BOOK YOUR SPOT: If you’re interested in taking the free class, email me (Stella) at

3 very short pieces of info will enable me to reply with you access code to the free class on Zoom:

1)your name and first initial of last name

2)times when you’re available (this is a LIVE virtual class)

3)quick summary of any publication history (None is fine!)

WRITE TO HEAL Part 1: Course Outline                           Copyright Stella Body April 2020

Infusion 1: Yoga for the Mind (Eastern Haiku)   FREE CLASS on ZOOM and CALL FOR SUBMISSIONS: NEW HAIKU ONLY

Often called, ‘Yoga for the Mind‘, this early form of nature writing was developed to condense a mindful experience and make it more intensely felt by both writer and reader.  We’ll explore how the simple structure and its rules on subject matter can help us become more focused, and hone the power of our writing . 

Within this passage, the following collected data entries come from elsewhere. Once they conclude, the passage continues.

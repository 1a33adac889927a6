use axum::{
    extract::State,
    http::{header, Method, StatusCode},
    response::{IntoResponse, Json, Response},
};
use serde_json::json;
use std::sync::Arc;
use tracing::{error, info, warn};

use crate::handlers::AppState;
use crate::models::ProcessingReport;

const METHOD_NOT_ALLOWED: &str = "Método não permitido. Utilize POST para processar pagamentos.";

/// Error bodies returned by the trigger endpoint.
#[derive(Debug)]
pub enum ApiError {
    MethodNotAllowed,
    Internal(String),
}

impl IntoResponse for ApiError {
    fn into_response(self) -> Response {
        let (status, message) = match self {
            ApiError::MethodNotAllowed => (StatusCode::METHOD_NOT_ALLOWED, METHOD_NOT_ALLOWED.to_string()),
            ApiError::Internal(detail) => (
                StatusCode::INTERNAL_SERVER_ERROR,
                format!("Erro interno: {}", detail),
            ),
        };

        (status, Json(json!({ "error": true, "message": message }))).into_response()
    }
}

pub async fn process_payments(
    State(state): State<Arc<AppState>>,
    method: Method,
) -> Result<Response, ApiError> {
    if method != Method::POST {
        warn!("Rejected {} on the payment trigger", method);
        return Err(ApiError::MethodNotAllowed);
    }

    // one batch at a time so an order is never charged twice
    let _running = state.run_lock.lock().await;
    info!("Received payment batch trigger");

    let report = state.processor.process_pending_payments().await.map_err(|e| {
        error!("Payment batch aborted: {:?}", e);
        ApiError::Internal(e.to_string())
    })?;

    render_report(&report, state.pretty_report)
}

fn render_report(report: &ProcessingReport, pretty: bool) -> Result<Response, ApiError> {
    let rendered = if pretty {
        serde_json::to_string_pretty(report)
    } else {
        serde_json::to_string(report)
    };
    let body = rendered.map_err(|e| ApiError::Internal(e.to_string()))?;

    Ok((
        StatusCode::OK,
        [(header::CONTENT_TYPE, "application/json")],
        body,
    )
        .into_response())
}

Infusion 2: The Modern Ode

The passion we feel to create and give praise can be directed beyond a human subject.  Explore your intense relationship with nature or any healing aspect of life by using on a very direct, focused form.

Infusion 3:  Increase your Reach

We’ll find the Animist strain in the Greek and English Romantic masters, then use their techniques to send our writing spirit beyond what’s confined us in the past.

Infusion 4: Writing for Renewal

Kandinsky’s “Exploring the Spiritual” turned art on its head and made the world think.  We’ll apply the technique to our pens and find how our writing canl ead to growth for us, our readers and our community.

Infusion 5:  Direct Address

Whether it’s one of Shakespeare’s characters, a Tragically Hip song, or the latest Podcast, find out how choosing a purpose can energize your writing voice.

Instructor Bio:

Stella Body, M.A. (Lit.) University of Toronto, Ontario College of Teachers, is a writer, teacher and adult educator, certified as an instructor to the College level. She has published three books of nature writing, including Keeping the Earth Alive, with art by internationally acclaimed painter Robert Bateman.  Magazine publications and prizes include ARC, Prairie Fire, Grain, and Fiddlehead.  Awards include four scholarships to the Banff Centre, twice reaching the shortlist for the CBC (Canadian Broadcasting Corporation) literary competition and aired on CBC Radio.  Her WordPress blog, Gifts from the Trail, focuses on Nature, creativity and mindful wellness.

Having lived on four continents, Stella speaks five languages.  Her teaching experience includes work since 2009 with multicultural students at the Peel School Board and as a professor of international journalism at Sheridan College.   She also works freelance as an editor and writing coach to help authors get published.